Exercise description
Which of the lines below holds the string "against"? Copy every line that does.

Records provided
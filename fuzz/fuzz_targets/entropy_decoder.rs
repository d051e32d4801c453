#![no_main]

use cros_av1_core::codec::av1::cdf::SymbolDecoderContext;
use cros_av1_core::codec::av1::cdf::INTRA_MODES;
use cros_av1_core::codec::av1::entropy::EntropyDecoder;
use cros_av1_core::codec::av1::partition::read_partition;
use cros_av1_core::decoder::av1::split_tile_group;
use libfuzzer_sys::fuzz_target;

fuzz_target!(|data: &[u8]| {
    let Some((&control, payload)) = data.split_first() else {
        return;
    };
    let tile_size_bytes = u32::from(control & 0x3) + 1;
    let num_tiles = usize::from((control >> 2) & 0x7) + 1;

    let Ok(tiles) = split_tile_group(payload, 0, num_tiles - 1, tile_size_bytes) else {
        return;
    };

    for tile in tiles {
        let mut context = SymbolDecoderContext::default();
        let mut reader = EntropyDecoder::new(tile, control & 0x80 == 0);

        for i in 0..64usize {
            match i % 5 {
                0 => {
                    reader.read_bit();
                }
                1 => {
                    let _ = reader.read_literal(i as u32 % 34);
                }
                2 => {
                    reader.read_symbol(&mut context.y_mode_cdf[i % 4], INTRA_MODES);
                }
                3 => {
                    reader.read_bool(&mut context.skip_cdf[i % 3]);
                }
                _ => {
                    read_partition(
                        &mut reader,
                        &mut context,
                        1 + i % 5,
                        i % 4,
                        i % 2 == 0,
                        i % 3 != 0,
                    );
                }
            }
        }
    }
});
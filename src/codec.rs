// Copyright 2025 The ChromiumOS Authors
// Use of this source code is governed by a BSD-style license that can be
// found in the LICENSE file.

pub mod av1;
// Copyright 2025 The ChromiumOS Authors
// Use of this source code is governed by a BSD-style license that can be
// found in the LICENSE file.

//! Decoding of the partition symbol of a square block.

use enumn::N;

use crate::codec::av1::cdf::partition_cdf_size;
use crate::codec::av1::cdf::SymbolDecoderContext;
use crate::codec::av1::entropy::EntropyDecoder;
use crate::codec::av1::entropy::CDF_MAX_PROBABILITY;

#[derive(N, Clone, Copy, Debug, Default, PartialEq, Eq, PartialOrd, Ord)]
pub enum Partition {
    #[default]
    None = 0,
    Horizontal = 1,
    Vertical = 2,
    Split = 3,
    HorizontalWithTopSplit = 4,
    HorizontalWithBottomSplit = 5,
    VerticalWithLeftSplit = 6,
    VerticalWithRightSplit = 7,
    Horizontal4 = 8,
    Vertical4 = 9,
}

/// Probability of `partition` in an inverted partition CDF.
fn element_probability(cdf: &[u16], partition: Partition) -> u16 {
    let index = partition as usize;
    let upper = if index > 0 { cdf[index - 1] } else { CDF_MAX_PROBABILITY };
    upper - cdf[index]
}

/// Builds the boolean CDF of "split" against the other choice from the probabilities of
/// `partitions`. Partitions that cannot be coded for the block size are skipped.
fn gather(cdf: &[u16], block_size_log2: usize, partitions: [Partition; 6]) -> [u16; 3] {
    let symbol_count = partition_cdf_size(block_size_log2);

    let mut probability = CDF_MAX_PROBABILITY;
    for partition in partitions.iter().filter(|p| (**p as usize) < symbol_count) {
        probability -= element_probability(cdf, *partition);
    }

    [CDF_MAX_PROBABILITY - probability, 0, 0]
}

/// Boolean CDF of "split" against "vertical", for blocks whose right half is outside the frame.
pub fn gather_horizontal_alike(cdf: &[u16], block_size_log2: usize) -> [u16; 3] {
    gather(
        cdf,
        block_size_log2,
        [
            Partition::Horizontal,
            Partition::Split,
            Partition::HorizontalWithTopSplit,
            Partition::HorizontalWithBottomSplit,
            Partition::VerticalWithLeftSplit,
            Partition::Horizontal4,
        ],
    )
}

/// Boolean CDF of "split" against "horizontal", for blocks whose bottom half is outside the
/// frame.
pub fn gather_vertical_alike(cdf: &[u16], block_size_log2: usize) -> [u16; 3] {
    gather(
        cdf,
        block_size_log2,
        [
            Partition::Vertical,
            Partition::Split,
            Partition::HorizontalWithTopSplit,
            Partition::VerticalWithLeftSplit,
            Partition::VerticalWithRightSplit,
            Partition::Vertical4,
        ],
    )
}

/// Reads the partition of a square block of `4 << block_size_log2` luma samples.
///
/// `has_rows` and `has_columns` tell whether the bottom and right halves of the block are
/// inside the frame. When only one of them is, the choice is reduced to "split" or a
/// partition along the frame edge, read with a CDF gathered from the full one and left
/// unadapted.
pub fn read_partition(
    reader: &mut EntropyDecoder,
    context: &mut SymbolDecoderContext,
    block_size_log2: usize,
    partition_context: usize,
    has_rows: bool,
    has_columns: bool,
) -> Partition {
    // Blocks smaller than 8x8 cannot be partitioned.
    if block_size_log2 == 0 {
        return Partition::None;
    }

    if !has_rows && !has_columns {
        return Partition::Split;
    }

    let (cdf, symbol_count) = context.partition_cdf_mut(block_size_log2, partition_context);

    if has_rows && has_columns {
        return Partition::n(reader.read_symbol(cdf, symbol_count) as u32).unwrap_or_default();
    }

    if has_columns {
        let cdf = gather_vertical_alike(cdf, block_size_log2);
        if reader.read_bool_without_cdf_update(&cdf) {
            Partition::Split
        } else {
            Partition::Horizontal
        }
    } else {
        let cdf = gather_horizontal_alike(cdf, block_size_log2);
        if reader.read_bool_without_cdf_update(&cdf) {
            Partition::Split
        } else {
            Partition::Vertical
        }
    }
}
#![no_main]

use anyhow::bail;
use bytes::Bytes;
use cros_av1_core::codec::av1::cdf::SymbolDecoderContext;
use cros_av1_core::codec::av1::entropy::EntropyDecoder;
use cros_av1_core::codec::av1::header::FrameHeader;
use cros_av1_core::codec::av1::header::FrameType;
use cros_av1_core::codec::av1::header::SequenceHeader;
use cros_av1_core::codec::av1::header::TileInfo;
use cros_av1_core::codec::av1::header::PRIMARY_REF_NONE;
use cros_av1_core::decoder::av1::Av1Decoder;
use cros_av1_core::decoder::av1::FrameUnit;
use cros_av1_core::decoder::av1::ObuParser;
use cros_av1_core::decoder::av1::TemporalUnit;
use cros_av1_core::decoder::av1::Tile;
use cros_av1_core::decoder::av1::TileDecoder;
use cros_av1_core::decoder::av1::TileGroup;
use cros_av1_core::decoder::buffer_pool::RefCountedBufferPtr;
use cros_av1_core::decoder::scratch::DecoderScratchBuffer;
use cros_av1_core::decoder::DecoderSettings;
use cros_av1_core::utils::simple_decode_loop;
use cros_av1_core::utils::IvfIterator;
use libfuzzer_sys::fuzz_target;

/// Takes the frame header fields from the first four bytes of each unit. The rest is the data of
/// its single tile.
struct FuzzParser;

impl ObuParser for FuzzParser {
    fn parse_temporal_unit(&mut self, data: &Bytes) -> anyhow::Result<TemporalUnit> {
        if data.len() < 4 {
            bail!("temporal unit too short");
        }

        let flags = data[0];
        let mut header = FrameHeader {
            frame_type: if flags & 1 == 0 { FrameType::KeyFrame } else { FrameType::InterFrame },
            show_frame: flags & 2 == 0,
            show_existing_frame: flags & 0x40 != 0,
            frame_to_show_map_idx: data[1] & 0x7,
            refresh_frame_flags: data[1],
            disable_cdf_update: flags & 0x80 != 0,
            ..Default::default()
        };
        header.showable_frame = !header.show_frame;
        header.primary_ref_frame = match header.frame_type {
            FrameType::KeyFrame => PRIMARY_REF_NONE,
            _ => u32::from((flags >> 2) & 0x7),
        };
        header.set_frame_size(u32::from(data[2] & 0x7f) + 1, u32::from(data[3] & 0x7f) + 1);
        header.tile_info = TileInfo::uniform(1, 1, header.rows4x4, header.columns4x4);

        let sequence_header =
            (header.frame_type == FrameType::KeyFrame).then(SequenceHeader::default);
        let tile_groups = vec![TileGroup { data: data.slice(4..), tile_start: 0, tile_end: 0 }];

        Ok(TemporalUnit { sequence_header, frames: vec![FrameUnit { header, tile_groups }] })
    }
}

/// Paints each 4x4 luma block according to a skip flag.
struct FuzzTileDecoder;

impl TileDecoder for FuzzTileDecoder {
    fn decode_tile(
        &self,
        tile: &Tile,
        reader: &mut EntropyDecoder,
        context: &mut SymbolDecoderContext,
        _: &mut DecoderScratchBuffer,
        frame: &RefCountedBufferPtr,
    ) -> anyhow::Result<()> {
        let mut buffer = frame.write();
        let width = buffer.yuv_buffer().displayed_width(0) as usize;
        let height = buffer.yuv_buffer().displayed_height(0) as usize;

        for row in tile.mi_row_start as usize..tile.mi_row_end as usize {
            for column in tile.mi_col_start as usize..tile.mi_col_end as usize {
                let value = if reader.read_bool(&mut context.skip_cdf[0]) { 0x10 } else { 0xe0 };
                let x_start = (column * 4).min(width);
                let x_end = (column * 4 + 4).min(width);
                for y in row * 4..(row * 4 + 4).min(height) {
                    buffer.row_mut(0, y)[x_start..x_end].fill(value);
                }
            }
        }

        Ok(())
    }
}

fuzz_target!(|data: &[u8]| {
    let Ok(mut decoder) = Av1Decoder::new(DecoderSettings::default(), FuzzParser, FuzzTileDecoder)
    else {
        return;
    };

    let _ = simple_decode_loop(&mut decoder, &mut IvfIterator::new(data), |_| ());
});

Exercise result
/// Builds the boolean CDF of "split" against the other choice from the probabilities of
/// Boolean CDF of "split" against "vertical", for blocks whose right half is outside the frame.
/// Boolean CDF of "split" against "horizontal", for blocks whose bottom half is outside the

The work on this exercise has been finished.